— Description of the task —
What is the count of lines in the data that hold the string "Compact"? State the number alone.

─── Data extracts ───

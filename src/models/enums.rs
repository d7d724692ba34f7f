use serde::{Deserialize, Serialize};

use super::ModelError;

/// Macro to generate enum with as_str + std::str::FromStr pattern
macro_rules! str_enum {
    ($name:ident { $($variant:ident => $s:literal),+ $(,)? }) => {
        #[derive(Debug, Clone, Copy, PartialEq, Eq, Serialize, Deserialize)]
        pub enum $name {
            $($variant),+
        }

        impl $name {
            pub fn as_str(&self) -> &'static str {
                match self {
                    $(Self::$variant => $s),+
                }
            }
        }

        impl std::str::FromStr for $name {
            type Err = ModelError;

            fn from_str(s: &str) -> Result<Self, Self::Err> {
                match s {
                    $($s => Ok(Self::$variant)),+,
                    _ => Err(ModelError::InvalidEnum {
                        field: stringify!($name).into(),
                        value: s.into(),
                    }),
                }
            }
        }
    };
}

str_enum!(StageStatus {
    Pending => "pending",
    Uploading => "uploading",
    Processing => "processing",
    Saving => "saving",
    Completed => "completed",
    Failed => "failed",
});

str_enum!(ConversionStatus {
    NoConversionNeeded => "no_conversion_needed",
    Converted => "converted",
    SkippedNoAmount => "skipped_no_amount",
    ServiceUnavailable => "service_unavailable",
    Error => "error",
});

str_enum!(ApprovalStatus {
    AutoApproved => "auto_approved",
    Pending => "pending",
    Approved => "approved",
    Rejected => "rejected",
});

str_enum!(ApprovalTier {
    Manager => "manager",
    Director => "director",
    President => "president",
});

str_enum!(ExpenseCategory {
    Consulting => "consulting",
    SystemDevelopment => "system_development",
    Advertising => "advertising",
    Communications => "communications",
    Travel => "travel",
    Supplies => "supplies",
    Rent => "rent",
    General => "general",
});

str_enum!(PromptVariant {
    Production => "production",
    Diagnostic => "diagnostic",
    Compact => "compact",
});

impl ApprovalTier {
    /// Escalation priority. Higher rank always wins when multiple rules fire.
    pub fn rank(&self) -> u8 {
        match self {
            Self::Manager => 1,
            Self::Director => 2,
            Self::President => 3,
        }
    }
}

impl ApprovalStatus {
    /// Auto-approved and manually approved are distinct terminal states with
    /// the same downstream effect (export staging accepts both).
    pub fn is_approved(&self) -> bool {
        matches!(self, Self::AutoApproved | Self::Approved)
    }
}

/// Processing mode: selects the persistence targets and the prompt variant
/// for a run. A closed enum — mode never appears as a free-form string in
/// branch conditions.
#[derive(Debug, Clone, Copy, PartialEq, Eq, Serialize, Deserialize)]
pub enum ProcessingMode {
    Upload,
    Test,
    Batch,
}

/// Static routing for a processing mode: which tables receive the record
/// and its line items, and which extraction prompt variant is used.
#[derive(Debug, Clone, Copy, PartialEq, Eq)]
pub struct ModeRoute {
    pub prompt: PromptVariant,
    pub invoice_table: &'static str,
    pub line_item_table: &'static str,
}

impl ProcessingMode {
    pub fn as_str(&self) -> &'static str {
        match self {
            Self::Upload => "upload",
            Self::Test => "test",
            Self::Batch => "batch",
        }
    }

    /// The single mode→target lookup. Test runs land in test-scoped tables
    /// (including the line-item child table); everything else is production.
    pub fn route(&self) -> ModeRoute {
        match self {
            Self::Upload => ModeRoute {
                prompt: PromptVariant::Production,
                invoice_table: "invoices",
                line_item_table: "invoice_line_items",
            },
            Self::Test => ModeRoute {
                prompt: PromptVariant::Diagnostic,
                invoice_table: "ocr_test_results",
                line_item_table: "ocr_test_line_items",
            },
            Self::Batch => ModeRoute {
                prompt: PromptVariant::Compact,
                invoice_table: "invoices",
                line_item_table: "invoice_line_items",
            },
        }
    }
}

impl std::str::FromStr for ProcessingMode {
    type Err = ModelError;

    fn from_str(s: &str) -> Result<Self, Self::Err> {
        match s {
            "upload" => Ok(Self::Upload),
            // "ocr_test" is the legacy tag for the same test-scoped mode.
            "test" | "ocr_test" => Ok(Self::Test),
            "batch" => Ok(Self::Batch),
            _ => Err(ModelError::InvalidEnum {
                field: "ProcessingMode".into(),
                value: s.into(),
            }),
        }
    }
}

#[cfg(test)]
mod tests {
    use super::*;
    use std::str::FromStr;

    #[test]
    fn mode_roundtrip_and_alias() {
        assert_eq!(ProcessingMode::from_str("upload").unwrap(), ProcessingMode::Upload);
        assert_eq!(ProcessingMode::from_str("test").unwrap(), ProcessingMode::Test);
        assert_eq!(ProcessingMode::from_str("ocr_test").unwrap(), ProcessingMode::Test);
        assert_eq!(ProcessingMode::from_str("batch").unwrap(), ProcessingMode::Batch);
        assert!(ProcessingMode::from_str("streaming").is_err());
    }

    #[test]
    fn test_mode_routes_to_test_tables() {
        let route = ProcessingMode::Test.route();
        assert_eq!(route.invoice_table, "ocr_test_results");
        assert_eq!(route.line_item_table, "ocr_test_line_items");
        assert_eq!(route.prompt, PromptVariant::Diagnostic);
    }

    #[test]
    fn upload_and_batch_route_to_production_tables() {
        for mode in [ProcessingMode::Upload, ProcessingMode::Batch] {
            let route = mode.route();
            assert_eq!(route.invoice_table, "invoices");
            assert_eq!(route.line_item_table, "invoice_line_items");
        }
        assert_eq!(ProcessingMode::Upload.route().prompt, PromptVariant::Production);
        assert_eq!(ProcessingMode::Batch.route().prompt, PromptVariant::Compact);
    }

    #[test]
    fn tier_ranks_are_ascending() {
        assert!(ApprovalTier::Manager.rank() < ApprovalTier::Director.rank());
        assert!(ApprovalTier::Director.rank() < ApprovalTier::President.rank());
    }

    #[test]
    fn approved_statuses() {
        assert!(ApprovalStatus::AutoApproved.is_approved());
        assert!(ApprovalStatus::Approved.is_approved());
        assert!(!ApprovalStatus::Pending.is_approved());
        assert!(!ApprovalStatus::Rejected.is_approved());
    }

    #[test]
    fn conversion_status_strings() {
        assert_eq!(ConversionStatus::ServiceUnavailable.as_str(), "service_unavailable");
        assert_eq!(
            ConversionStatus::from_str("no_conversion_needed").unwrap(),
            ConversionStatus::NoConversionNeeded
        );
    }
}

───

— Task response —
3